(Collected data entries)
= Beginning of Section =
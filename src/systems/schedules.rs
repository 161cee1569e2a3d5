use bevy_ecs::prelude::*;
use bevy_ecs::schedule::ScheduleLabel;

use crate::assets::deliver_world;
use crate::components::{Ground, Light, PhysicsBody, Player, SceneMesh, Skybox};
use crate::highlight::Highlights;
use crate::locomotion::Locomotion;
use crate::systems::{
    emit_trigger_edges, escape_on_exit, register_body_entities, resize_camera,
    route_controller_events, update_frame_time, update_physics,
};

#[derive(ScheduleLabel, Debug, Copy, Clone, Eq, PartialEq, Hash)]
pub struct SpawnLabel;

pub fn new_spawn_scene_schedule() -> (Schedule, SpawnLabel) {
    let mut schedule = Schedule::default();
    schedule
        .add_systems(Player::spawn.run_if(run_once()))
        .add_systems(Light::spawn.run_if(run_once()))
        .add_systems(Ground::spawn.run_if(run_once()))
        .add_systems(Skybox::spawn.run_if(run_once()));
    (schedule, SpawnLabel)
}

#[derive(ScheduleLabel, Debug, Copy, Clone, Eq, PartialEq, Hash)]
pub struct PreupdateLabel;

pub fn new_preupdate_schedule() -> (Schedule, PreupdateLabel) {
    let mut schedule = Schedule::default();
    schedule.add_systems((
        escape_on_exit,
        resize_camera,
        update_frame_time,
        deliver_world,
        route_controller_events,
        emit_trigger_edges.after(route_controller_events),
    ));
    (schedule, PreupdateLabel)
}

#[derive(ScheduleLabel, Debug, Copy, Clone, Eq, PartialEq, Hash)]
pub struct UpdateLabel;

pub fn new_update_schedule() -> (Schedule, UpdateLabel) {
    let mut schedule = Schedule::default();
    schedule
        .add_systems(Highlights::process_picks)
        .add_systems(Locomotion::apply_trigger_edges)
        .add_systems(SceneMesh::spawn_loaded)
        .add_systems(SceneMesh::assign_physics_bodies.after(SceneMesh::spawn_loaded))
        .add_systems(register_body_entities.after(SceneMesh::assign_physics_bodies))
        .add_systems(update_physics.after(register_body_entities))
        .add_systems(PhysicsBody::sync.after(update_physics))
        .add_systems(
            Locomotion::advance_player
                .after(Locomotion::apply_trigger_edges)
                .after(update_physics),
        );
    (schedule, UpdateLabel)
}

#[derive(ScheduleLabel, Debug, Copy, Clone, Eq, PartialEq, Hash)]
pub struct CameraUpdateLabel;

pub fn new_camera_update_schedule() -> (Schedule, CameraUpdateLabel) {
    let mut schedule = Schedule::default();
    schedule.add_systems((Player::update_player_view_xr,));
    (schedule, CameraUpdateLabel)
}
= End of Section =
*INSTRUCTIONS TO FOLLOW*
Could you reproduce exactly the lines of the entries above, from the one with "use crate::assets::deliver_world;" through the one with "pub fn new_update_schedule()", and nothing else?

*SOLUTION FOR THIS TASK*
use crate::assets::deliver_world;
use crate::components::{Ground, Light, PhysicsBody, Player, SceneMesh, Skybox};
use crate::highlight::Highlights;
use crate::locomotion::Locomotion;
use crate::systems::{
    emit_trigger_edges, escape_on_exit, register_body_entities, resize_camera,
    route_controller_events, update_frame_time, update_physics,
};

#[derive(ScheduleLabel, Debug, Copy, Clone, Eq, PartialEq, Hash)]
pub struct SpawnLabel;

pub fn new_spawn_scene_schedule() -> (Schedule, SpawnLabel) {
    let mut schedule = Schedule::default();
    schedule
        .add_systems(Player::spawn.run_if(run_once()))
        .add_systems(Light::spawn.run_if(run_once()))
        .add_systems(Ground::spawn.run_if(run_once()))
        .add_systems(Skybox::spawn.run_if(run_once()));
    (schedule, SpawnLabel)
}

#[derive(ScheduleLabel, Debug, Copy, Clone, Eq, PartialEq, Hash)]
pub struct PreupdateLabel;

pub fn new_preupdate_schedule() -> (Schedule, PreupdateLabel) {
    let mut schedule = Schedule::default();
    schedule.add_systems((
        escape_on_exit,
        resize_camera,
        update_frame_time,
        deliver_world,
        route_controller_events,
        emit_trigger_edges.after(route_controller_events),
    ));
    (schedule, PreupdateLabel)
}

#[derive(ScheduleLabel, Debug, Copy, Clone, Eq, PartialEq, Hash)]
pub struct UpdateLabel;

pub fn new_update_schedule() -> (Schedule, UpdateLabel) {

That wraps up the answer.